Provided material Block Start
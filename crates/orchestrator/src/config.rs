//! Orchestrator configuration.

use std::env;
use std::time::Duration;

use crate::error::OrchestratorError;

/// Default interval between run status polls.
pub const DEFAULT_POLL_INTERVAL: Duration = Duration::from_millis(500);

/// Default upper bound on how long a single run may take.
pub const DEFAULT_MAX_WAIT: Duration = Duration::from_secs(300);

/// Default TTS voice.
pub const DEFAULT_VOICE: &str = "alloy";

/// Default URL prefix under which audio artifacts are served.
pub const DEFAULT_AUDIO_URL_PREFIX: &str = "/api/audio/";

/// Settings for the run orchestrator, built once and passed in at construction.
#[derive(Debug, Clone)]
pub struct OrchestratorConfig {
    /// Main assistant driven for every chat turn.
    pub assistant_id: String,

    /// Secondary assistant used by `recommend_books`. `None` leaves the tool unconfigured.
    pub recommendation_assistant_id: Option<String>,

    pub poll_interval: Duration,

    /// Deadline after which a run is abandoned as `expired`.
    pub max_wait: Duration,

    pub voice: String,

    /// Idle time after which a session forgets its thread.
    pub session_ttl: Duration,
    pub max_sessions: usize,

    pub audio_ttl: Duration,
    pub max_audio_entries: usize,
    pub audio_cleanup_interval: Duration,
    pub audio_url_prefix: String,
}

impl Default for OrchestratorConfig {
    fn default() -> Self {
        Self {
            assistant_id: String::new(),
            recommendation_assistant_id: None,
            poll_interval: DEFAULT_POLL_INTERVAL,
            max_wait: DEFAULT_MAX_WAIT,
            voice: DEFAULT_VOICE.to_string(),
            session_ttl: Duration::from_secs(24 * 60 * 60),
            max_sessions: 10_000,
            audio_ttl: Duration::from_secs(60 * 60),
            max_audio_entries: 1_000,
            audio_cleanup_interval: Duration::from_secs(60),
            audio_url_prefix: DEFAULT_AUDIO_URL_PREFIX.to_string(),
        }
    }
}

impl OrchestratorConfig {
    /// Load configuration from environment variables.
    ///
    /// - `OPENAI_ASSISTANT_ID` - main assistant (may be provisioned later)
    /// - `BOOK_RECOMMENDATION_ASSISTANT_ID` - recommendation assistant
    /// - `RUN_POLL_INTERVAL_MS` (default: 500)
    /// - `RUN_MAX_WAIT_SECS` (default: 300)
    /// - `OPENAI_VOICE` (default: alloy)
    /// - `SESSION_TTL_SECS` (default: 86400)
    /// - `SESSION_MAX_ENTRIES` (default: 10000)
    /// - `AUDIO_TTL_SECS` (default: 3600)
    /// - `AUDIO_MAX_ENTRIES` (default: 1000)
    /// - `AUDIO_CLEANUP_INTERVAL_SECS` (default: 60)
    /// - `AUDIO_URL_PREFIX` (default: /api/audio/)
    ///
    /// Unparseable numbers fall back to their defaults.
    pub fn from_env() -> Self {
        let mut config = Self::default();

        if let Some(id) = env_string("OPENAI_ASSISTANT_ID") {
            config.assistant_id = id;
        }
        config.recommendation_assistant_id = env_string("BOOK_RECOMMENDATION_ASSISTANT_ID");

        if let Some(ms) = env_u64("RUN_POLL_INTERVAL_MS") {
            config.poll_interval = Duration::from_millis(ms);
        }
        if let Some(secs) = env_u64("RUN_MAX_WAIT_SECS") {
            config.max_wait = Duration::from_secs(secs);
        }
        if let Some(voice) = env_string("OPENAI_VOICE") {
            config.voice = voice;
        }
        if let Some(secs) = env_u64("SESSION_TTL_SECS") {
            config.session_ttl = Duration::from_secs(secs);
        }
        if let Some(max) = env_u64("SESSION_MAX_ENTRIES") {
            config.max_sessions = max as usize;
        }
        if let Some(secs) = env_u64("AUDIO_TTL_SECS") {
            config.audio_ttl = Duration::from_secs(secs);
        }
        if let Some(max) = env_u64("AUDIO_MAX_ENTRIES") {
            config.max_audio_entries = max as usize;
        }
        if let Some(secs) = env_u64("AUDIO_CLEANUP_INTERVAL_SECS") {
            config.audio_cleanup_interval = Duration::from_secs(secs);
        }
        if let Some(prefix) = env_string("AUDIO_URL_PREFIX") {
            config.audio_url_prefix = prefix;
        }

        config
    }

    /// Create a new config builder.
    pub fn builder() -> OrchestratorConfigBuilder {
        OrchestratorConfigBuilder::default()
    }

    /// Check the settings an orchestrator cannot run without.
    pub fn validate(&self) -> Result<(), OrchestratorError> {
        if self.assistant_id.trim().is_empty() {
            return Err(OrchestratorError::Configuration(
                "Assistant ID not configured".to_string(),
            ));
        }
        if self.poll_interval.is_zero() {
            return Err(OrchestratorError::Configuration(
                "poll interval must be positive".to_string(),
            ));
        }
        if self.max_wait < self.poll_interval {
            return Err(OrchestratorError::Configuration(
                "max wait must be at least one poll interval".to_string(),
            ));
        }
        if self.max_sessions == 0 || self.max_audio_entries == 0 {
            return Err(OrchestratorError::Configuration(
                "session and audio capacities must be positive".to_string(),
            ));
        }
        Ok(())
    }
}

/// Builder for OrchestratorConfig.
#[derive(Debug, Default)]
pub struct OrchestratorConfigBuilder {
    config: OrchestratorConfig,
}

impl OrchestratorConfigBuilder {
    pub fn assistant_id(mut self, id: impl Into<String>) -> Self {
        self.config.assistant_id = id.into();
        self
    }

    pub fn recommendation_assistant_id(mut self, id: impl Into<String>) -> Self {
        self.config.recommendation_assistant_id = Some(id.into());
        self
    }

    pub fn poll_interval(mut self, interval: Duration) -> Self {
        self.config.poll_interval = interval;
        self
    }

    pub fn max_wait(mut self, max_wait: Duration) -> Self {
        self.config.max_wait = max_wait;
        self
    }

    pub fn voice(mut self, voice: impl Into<String>) -> Self {
        self.config.voice = voice.into();
        self
    }

    pub fn session_ttl(mut self, ttl: Duration) -> Self {
        self.config.session_ttl = ttl;
        self
    }

    pub fn max_sessions(mut self, max: usize) -> Self {
        self.config.max_sessions = max;
        self
    }

    pub fn audio_ttl(mut self, ttl: Duration) -> Self {
        self.config.audio_ttl = ttl;
        self
    }

    pub fn max_audio_entries(mut self, max: usize) -> Self {
        self.config.max_audio_entries = max;
        self
    }

    pub fn audio_cleanup_interval(mut self, interval: Duration) -> Self {
        self.config.audio_cleanup_interval = interval;
        self
    }

    pub fn audio_url_prefix(mut self, prefix: impl Into<String>) -> Self {
        self.config.audio_url_prefix = prefix.into();
        self
    }

    /// Build the configuration.
    pub fn build(self) -> OrchestratorConfig {
        self.config
    }
}

fn env_string(key: &str) -> Option<String> {
    env::var(key).ok().filter(|v| !v.trim().is_empty())
}

fn env_u64(key: &str) -> Option<u64> {
    env::var(key).ok().and_then(|v| v.trim().parse().ok())
}

#[cfg(test)]
mod tests {
    use super::*;

    #[test]
    fn test_default_config() {
        let config = OrchestratorConfig::default();
        assert_eq!(config.poll_interval, Duration::from_millis(500));
        assert_eq!(config.max_wait, Duration::from_secs(300));
        assert_eq!(config.voice, "alloy");
        assert_eq!(config.audio_url_prefix, "/api/audio/");
        assert!(config.recommendation_assistant_id.is_none());
    }

    #[test]
    fn test_validate_requires_assistant() {
        let err = OrchestratorConfig::default().validate().unwrap_err();
        assert!(err.to_string().contains("Assistant ID not configured"));

        let config = OrchestratorConfig::builder().assistant_id("asst_main").build();
        assert!(config.validate().is_ok());
    }

    #[test]
    fn test_validate_rejects_short_deadline() {
        let config = OrchestratorConfig::builder()
            .assistant_id("asst_main")
            .poll_interval(Duration::from_secs(2))
            .max_wait(Duration::from_secs(1))
            .build();
        assert!(config.validate().is_err());
    }

    // Environment-based tests are combined into a single test to avoid
    // race conditions when tests run in parallel (env vars are process-global).
    #[test]
    fn test_from_env_scenarios() {
        use std::sync::Mutex;
        static ENV_LOCK: Mutex<()> = Mutex::new(());
        let _guard = ENV_LOCK.lock().unwrap();

        fn clear_vars() {
            for key in [
                "OPENAI_ASSISTANT_ID",
                "BOOK_RECOMMENDATION_ASSISTANT_ID",
                "RUN_POLL_INTERVAL_MS",
                "RUN_MAX_WAIT_SECS",
                "OPENAI_VOICE",
                "SESSION_TTL_SECS",
                "AUDIO_URL_PREFIX",
            ] {
                std::env::remove_var(key);
            }
        }

        clear_vars();
        let config = OrchestratorConfig::from_env();
        assert!(config.assistant_id.is_empty());
        assert_eq!(config.poll_interval, DEFAULT_POLL_INTERVAL);

        clear_vars();
        std::env::set_var("OPENAI_ASSISTANT_ID", "asst_env");
        std::env::set_var("BOOK_RECOMMENDATION_ASSISTANT_ID", "  ");
        std::env::set_var("RUN_POLL_INTERVAL_MS", "250");
        std::env::set_var("RUN_MAX_WAIT_SECS", "soon");
        std::env::set_var("OPENAI_VOICE", "nova");
        let config = OrchestratorConfig::from_env();
        assert_eq!(config.assistant_id, "asst_env");
        assert!(config.recommendation_assistant_id.is_none());
        assert_eq!(config.poll_interval, Duration::from_millis(250));
        assert_eq!(config.max_wait, DEFAULT_MAX_WAIT);
        assert_eq!(config.voice, "nova");

        clear_vars();
    }
}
Provided material Block End
* **Problem details**:
Scan the records above and count the lines that contain "impl". No text besides the count.

* **Written reply**:
7